Important changes relative to nnU-Net v1:
- "modality" is now called "channel_names" to remove strong bias to medical images
- labels are structured differently (name -> int instead of int -> name). This was needed to support [region-based training](region_based_training.md)
- "file_ending" is added to support different input file types
- "overwrite_image_reader_writer" optional! Can be used to specify a certain (custom) ReaderWriter class that should 
be used with this dataset. If not provided, nnU-Net will automatically determine the ReaderWriter
- "regions_class_order" only used in [region-based training](region_based_training.md)

There is a utility with which you can generate the dataset.json automatically. You can find it 
[here](../nnunetv2/dataset_conversion/generate_dataset_json.py). 
See our examples in [dataset_conversion](../nnunetv2/dataset_conversion) for how to use it. And read its documentation!

As described above, a json file that contains spacing information is required for TIFF files.
An example for a 3D TIFF stack with units corresponding to 7.6 in x and y, 80 in z is:

```
{
    "spacing": [7.6, 7.6, 80.0]
}
```

Within the dataset folder, this file (named `cell6.json` in this example) would be placed in the following folders:

    nnUNet_raw/Dataset123_Foo/
    ├── dataset.json
    ├── imagesTr
    │   ├── cell6.json
    │   └── cell6_0000.tif
    └── labelsTr
        ├── cell6.json
        └── cell6.tif


## How to use nnU-Net v1 Tasks
If you are migrating from the old nnU-Net, convert your existing datasets with `nnUNetv2_convert_old_nnUNet_dataset`!

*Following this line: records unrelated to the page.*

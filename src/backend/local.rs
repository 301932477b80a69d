//! Local TTS server with a reference voice file.
//!
//! The reference audio is exposed to the TTS server over a throwaway HTTP
//! file server bound to `127.0.0.1:0`. The file server runs on its own
//! thread with its own runtime and lives exactly as long as the backend
//! holds it: `release` stops it, and so does dropping the backend.

use crate::backend::{AudioArtifact, Backend, BackendHandle, Released};
use crate::config::VoiceConfig;
use crate::error::{AudiobookError, Result};
use crate::output::{PipelineEvent, Reporter};
use serde::{Deserialize, Serialize};
use std::net::SocketAddr;
use std::path::{Path, PathBuf};
use std::thread::JoinHandle;
use std::time::Duration;
use tokio::sync::oneshot;

/// HTTP server for a single file, stopped on drop.
pub struct ReferenceServer {
    url: String,
    shutdown: Option<oneshot::Sender<()>>,
    thread: Option<JoinHandle<std::io::Result<()>>>,
}

impl ReferenceServer {
    /// Serve `file` on an ephemeral loopback port.
    pub fn start(file: &Path) -> Result<Self> {
        let listener = std::net::TcpListener::bind(("127.0.0.1", 0))?;
        listener.set_nonblocking(true)?;
        let addr: SocketAddr = listener.local_addr()?;

        let extension = file
            .extension()
            .and_then(|e| e.to_str())
            .unwrap_or(crate::defaults::ARTIFACT_EXTENSION);
        let route = format!("/reference.{extension}");
        let url = format!("http://{addr}{route}");

        let router = axum::Router::new()
            .route_service(&route, tower_http::services::ServeFile::new(file));
        let (shutdown, stopped) = oneshot::channel::<()>();

        let thread = std::thread::Builder::new()
            .name("reference-server".to_string())
            .spawn(move || {
                let runtime = tokio::runtime::Builder::new_current_thread()
                    .enable_all()
                    .build()?;
                runtime.block_on(async move {
                    let listener = tokio::net::TcpListener::from_std(listener)?;
                    axum::serve(listener, router)
                        .with_graceful_shutdown(async move {
                            // A dropped sender also means stop
                            let _ = stopped.await;
                        })
                        .await
                })
            })?;

        Ok(Self {
            url,
            shutdown: Some(shutdown),
            thread: Some(thread),
        })
    }

    pub fn url(&self) -> &str {
        &self.url
    }

    /// Stop serving and wait for the server thread. Idempotent.
    pub fn stop(&mut self) -> Result<()> {
        if let Some(shutdown) = self.shutdown.take() {
            // Err only if the server already exited
            let _ = shutdown.send(());
        }
        let Some(thread) = self.thread.take() else {
            return Ok(());
        };
        match thread.join() {
            Ok(result) => result.map_err(AudiobookError::from),
            Err(_) => Err(AudiobookError::Other(
                "reference server thread panicked".to_string(),
            )),
        }
    }
}

impl Drop for ReferenceServer {
    fn drop(&mut self) {
        if let Err(e) = self.stop() {
            eprintln!("audiobooker: failed to stop reference server: {e}");
        }
    }
}

#[derive(Debug, Serialize)]
struct SynthesisRequest<'a> {
    text: &'a str,
    voice: &'a str,
    reference_url: Option<&'a str>,
    diffusion_steps: u32,
    embedding_scale: f32,
    alpha: f32,
    beta: f32,
    seed: Option<u64>,
}

#[derive(Debug, Deserialize)]
struct SynthesisResponse {
    audio: String,
}

/// Voice-cloning backend: local TTS server plus reference file server.
pub struct LocalBackend {
    client: reqwest::Client,
    endpoint: String,
    reference_file: PathBuf,
    server: Option<ReferenceServer>,
    handle: Option<BackendHandle>,
}

impl LocalBackend {
    pub fn new(endpoint: &str, reference_file: &Path) -> Self {
        Self {
            client: reqwest::Client::new(),
            endpoint: endpoint.trim_end_matches('/').to_string(),
            reference_file: reference_file.to_path_buf(),
            server: None,
            handle: None,
        }
    }

    /// Any HTTP response counts as reachable.
    async fn probe(&self) -> Result<()> {
        self.client
            .get(&self.endpoint)
            .timeout(Duration::from_secs(10))
            .send()
            .await
            .map(|_| ())
            .map_err(|e| AudiobookError::BackendRequest {
                message: format!("local TTS server {} is not reachable: {e}", self.endpoint),
            })
    }
}

#[async_trait::async_trait]
impl Backend for LocalBackend {
    fn name(&self) -> &str {
        "local"
    }

    async fn ensure_ready(&mut self, reporter: &dyn Reporter) -> Result<BackendHandle> {
        if let Some(handle) = &self.handle {
            return Ok(handle.clone());
        }
        if !self.reference_file.is_file() {
            return Err(AudiobookError::ConfigInvalidValue {
                key: "voice".to_string(),
                message: format!(
                    "reference file {} does not exist",
                    self.reference_file.display()
                ),
            });
        }

        self.probe().await?;
        let server = ReferenceServer::start(&self.reference_file)?;
        let handle = BackendHandle {
            endpoint: self.endpoint.clone(),
            voice_reference_url: Some(server.url().to_string()),
        };
        self.server = Some(server);
        self.handle = Some(handle.clone());

        reporter.report(&PipelineEvent::BackendReady {
            endpoint: handle.endpoint.clone(),
            waited: Duration::ZERO,
        });
        Ok(handle)
    }

    async fn synthesize(
        &self,
        handle: &BackendHandle,
        text: &str,
        voice: &VoiceConfig,
    ) -> Result<AudioArtifact> {
        let url = format!("{}/synthesize", handle.endpoint);
        let request = SynthesisRequest {
            text,
            voice: &voice.voice,
            reference_url: handle.voice_reference_url.as_deref(),
            diffusion_steps: voice.diffusion_steps,
            embedding_scale: voice.embedding_scale,
            alpha: voice.alpha,
            beta: voice.beta,
            seed: voice.seed,
        };

        let response = self
            .client
            .post(&url)
            .json(&request)
            .send()
            .await
            .map_err(|e| AudiobookError::BackendRequest {
                message: format!("{url}: {e}"),
            })?;

        if !response.status().is_success() {
            return Err(AudiobookError::BackendRequest {
                message: format!("{url} returned status {}", response.status()),
            });
        }

        let body: SynthesisResponse =
            response
                .json()
                .await
                .map_err(|e| AudiobookError::BackendRequest {
                    message: format!("{url}: unreadable response: {e}"),
                })?;
        Ok(AudioArtifact::Encoded(body.audio))
    }

    async fn release(&mut self, _keep_alive: bool) -> Result<Released> {
        let had_handle = self.handle.take().is_some();
        match self.server.take() {
            Some(mut server) => server.stop().map(|_| Released::Shutdown),
            None if had_handle => Ok(Released::Shutdown),
            None => Ok(Released::Nothing),
        }
    }
}

#[cfg(test)]
mod tests {
    use super::*;
    use crate::output::SilentReporter;
    use axum::Json;
    use axum::routing::post;
    use base64::Engine;
    use std::io::Write;

    fn reference_file(dir: &Path) -> PathBuf {
        let path = dir.join("narrator.wav");
        let mut file = std::fs::File::create(&path).unwrap();
        file.write_all(b"RIFF reference voice").unwrap();
        path
    }

    #[tokio::test]
    async fn serves_the_reference_file_until_stopped() {
        let dir = tempfile::tempdir().unwrap();
        let path = reference_file(dir.path());

        let mut server = ReferenceServer::start(&path).unwrap();
        assert!(server.url().starts_with("http://127.0.0.1:"));
        assert!(server.url().ends_with("/reference.wav"));

        let body = reqwest::get(server.url()).await.unwrap().bytes().await.unwrap();
        assert_eq!(&body[..], b"RIFF reference voice");

        let url = server.url().to_string();
        server.stop().unwrap();
        server.stop().unwrap();
        assert!(reqwest::get(&url).await.is_err());
    }

    #[tokio::test]
    async fn drop_stops_the_server() {
        let dir = tempfile::tempdir().unwrap();
        let path = reference_file(dir.path());

        let url = {
            let server = ReferenceServer::start(&path).unwrap();
            server.url().to_string()
        };
        assert!(reqwest::get(&url).await.is_err());
    }

    fn unused_endpoint() -> String {
        let listener = std::net::TcpListener::bind(("127.0.0.1", 0)).unwrap();
        let addr = listener.local_addr().unwrap();
        drop(listener);
        format!("http://{addr}")
    }

    #[tokio::test]
    async fn unreachable_endpoint_fails_before_serving() {
        let dir = tempfile::tempdir().unwrap();
        let path = reference_file(dir.path());

        let mut backend = LocalBackend::new(&unused_endpoint(), &path);
        let err = backend.ensure_ready(&SilentReporter).await.unwrap_err();
        assert!(matches!(err, AudiobookError::BackendRequest { .. }));
        assert!(backend.server.is_none());
        assert_eq!(backend.release(false).await.unwrap(), Released::Nothing);
    }

    #[tokio::test]
    async fn missing_reference_file_is_a_config_error() {
        let mut backend = LocalBackend::new(&unused_endpoint(), Path::new("/nonexistent/voice.wav"));
        let err = backend.ensure_ready(&SilentReporter).await.unwrap_err();
        assert!(matches!(err, AudiobookError::ConfigInvalidValue { .. }));
    }

    async fn fake_tts_server() -> String {
        async fn synthesize(Json(body): Json<serde_json::Value>) -> Json<serde_json::Value> {
            let reference = body["reference_url"].as_str().unwrap_or_default();
            let audio = base64::engine::general_purpose::STANDARD
                .encode(format!("{}|{}", body["text"].as_str().unwrap_or_default(), reference));
            Json(serde_json::json!({ "audio": audio }))
        }

        let listener = tokio::net::TcpListener::bind("127.0.0.1:0").await.unwrap();
        let addr = listener.local_addr().unwrap();
        let app = axum::Router::new().route("/synthesize", post(synthesize));
        tokio::spawn(async move {
            axum::serve(listener, app).await.unwrap();
        });
        format!("http://{addr}")
    }

    #[tokio::test]
    async fn synthesizes_with_reference_url_and_shuts_down() {
        let dir = tempfile::tempdir().unwrap();
        let path = reference_file(dir.path());
        let endpoint = fake_tts_server().await;

        let mut backend = LocalBackend::new(&endpoint, &path);
        let handle = backend.ensure_ready(&SilentReporter).await.unwrap();
        let again = backend.ensure_ready(&SilentReporter).await.unwrap();
        assert_eq!(handle, again);
        let reference_url = handle.voice_reference_url.clone().unwrap();

        let voice = VoiceConfig {
            voice: path.display().to_string(),
            ..VoiceConfig::default()
        };
        let artifact = backend.synthesize(&handle, "Hello", &voice).await.unwrap();
        let AudioArtifact::Encoded(audio) = artifact else {
            panic!("expected encoded audio");
        };
        let decoded = base64::engine::general_purpose::STANDARD
            .decode(audio)
            .unwrap();
        assert_eq!(
            String::from_utf8(decoded).unwrap(),
            format!("Hello|{reference_url}")
        );

        assert_eq!(backend.release(false).await.unwrap(), Released::Shutdown);
        assert_eq!(backend.release(false).await.unwrap(), Released::Nothing);
        assert!(reqwest::get(&reference_url).await.is_err());
    }
}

Example for migrating a nnU-Net v1 Task:
```bash
nnUNetv2_convert_old_nnUNet_dataset /media/isensee/raw_data/nnUNet_raw_data_base/nnUNet_raw_data/Task027_ACDC Dataset027_ACDC 
```
Use `nnUNetv2_convert_old_nnUNet_dataset -h` for detailed usage instructions.


## How to use decathlon datasets
See [convert_msd_dataset.md](convert_msd_dataset.md)

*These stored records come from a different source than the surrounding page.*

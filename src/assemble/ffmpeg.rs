//! ffmpeg invocation for muxing chapter WAVs into one M4B.
//!
//! The `CommandExecutor` trait keeps the muxing step testable without
//! ffmpeg installed.

use crate::error::{AudiobookError, Result};
use std::path::Path;
use std::process::Command;
use std::time::Duration;

/// Trait for executing system commands.
///
/// Object-safe, Send + Sync for use in concurrent contexts.
/// Enables testability by allowing mock implementations.
pub trait CommandExecutor: Send + Sync {
    /// Execute a command with arguments.
    ///
    /// Returns the stdout of the command on success.
    /// Returns an error if the command fails or is not found.
    fn execute(&self, command: &str, args: &[&str]) -> Result<String>;
}

/// Production command executor using std::process::Command.
#[derive(Debug, Clone, Default)]
pub struct SystemCommandExecutor;

impl SystemCommandExecutor {
    pub fn new() -> Self {
        Self
    }
}

impl CommandExecutor for SystemCommandExecutor {
    fn execute(&self, command: &str, args: &[&str]) -> Result<String> {
        let output = Command::new(command).args(args).output().map_err(|e| {
            if e.kind() == std::io::ErrorKind::NotFound {
                AudiobookError::AssemblyToolNotFound {
                    tool: command.to_string(),
                }
            } else {
                AudiobookError::Assembly {
                    message: format!("Failed to execute {command}: {e}"),
                }
            }
        })?;

        if !output.status.success() {
            let stderr = String::from_utf8_lossy(&output.stderr);
            return Err(AudiobookError::Assembly {
                message: format!(
                    "{command} failed with status {:?}: {}",
                    output.status.code(),
                    stderr.trim()
                ),
            });
        }

        Ok(String::from_utf8_lossy(&output.stdout).to_string())
    }
}

/// One chapter marker in the output container.
#[derive(Debug, Clone, PartialEq)]
pub struct ChapterMark {
    pub title: String,
    pub start: Duration,
    pub end: Duration,
}

/// Escape a value for an FFMETADATA file.
fn escape_metadata(value: &str) -> String {
    let mut escaped = String::with_capacity(value.len());
    for c in value.chars() {
        if matches!(c, '=' | ';' | '#' | '\\' | '\n') {
            escaped.push('\\');
        }
        escaped.push(c);
    }
    escaped
}

/// FFMETADATA1 document with global tags and one `[CHAPTER]` per mark.
pub fn ffmetadata(title: &str, author: &str, date: &str, chapters: &[ChapterMark]) -> String {
    let mut out = String::from(";FFMETADATA1\n");
    out.push_str(&format!("title={}\n", escape_metadata(title)));
    out.push_str(&format!("album={}\n", escape_metadata(title)));
    out.push_str(&format!("artist={}\n", escape_metadata(author)));
    out.push_str(&format!("album_artist={}\n", escape_metadata(author)));
    out.push_str(&format!("date={}\n", escape_metadata(date)));
    out.push_str("genre=Audiobook\n");

    for chapter in chapters {
        out.push_str("\n[CHAPTER]\nTIMEBASE=1/1000\n");
        out.push_str(&format!("START={}\n", chapter.start.as_millis()));
        out.push_str(&format!("END={}\n", chapter.end.as_millis()));
        out.push_str(&format!("title={}\n", escape_metadata(&chapter.title)));
    }
    out
}

/// Input list for ffmpeg's concat demuxer.
pub fn concat_list(files: &[&Path]) -> String {
    files
        .iter()
        .map(|path| {
            let quoted = path.display().to_string().replace('\'', r"'\''");
            format!("file '{quoted}'\n")
        })
        .collect()
}

/// Arguments muxing `list` + `metadata` into an AAC M4B at `output`.
pub fn mux_args(list: &Path, metadata: &Path, bitrate: &str, output: &Path) -> Vec<String> {
    [
        "-hide_banner",
        "-loglevel",
        "error",
        "-y",
        "-f",
        "concat",
        "-safe",
        "0",
        "-i",
    ]
    .iter()
    .map(|s| s.to_string())
    .chain([list.display().to_string()])
    .chain(["-i".to_string(), metadata.display().to_string()])
    .chain(
        [
            "-map",
            "0:a",
            "-map_metadata",
            "1",
            "-map_chapters",
            "1",
            "-c:a",
            "aac",
            "-b:a",
        ]
        .iter()
        .map(|s| s.to_string()),
    )
    .chain([bitrate.to_string()])
    .chain(["-f".to_string(), "ipod".to_string()])
    .chain([output.display().to_string()])
    .collect()
}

## How to use 2D data with nnU-Net
2D is now natively supported (yay!). See [here](#supported-file-formats) as well as the example dataset in this 
[script](../nnunetv2/dataset_conversion/Dataset120_RoadSegmentation.py).


## How to update an existing dataset
When updating a dataset it is best practice to remove the preprocessed data in `nnUNet_preprocessed/DatasetXXX_NAME` 
to ensure a fresh start. Then replace the data in `nnUNet_raw` and rerun `nnUNetv2_plan_and_preprocess`. Optionally, 
also remove the results from old trainings.

# Example dataset conversion scripts
In the `dataset_conversion` folder (see [here](../nnunetv2/dataset_conversion)) are multiple example scripts for 
converting datasets into nnU-Net format. These scripts cannot be run as they are (you need to open them and change 
some paths) but they are excellent examples for you to learn how to convert your own datasets into nnU-Net format. 
Just pick the dataset that is closest to yours as a starting point.
The list of dataset conversion scripts is continually updated. If you find that some publicly available dataset is 
missing, feel free to open a PR to add it!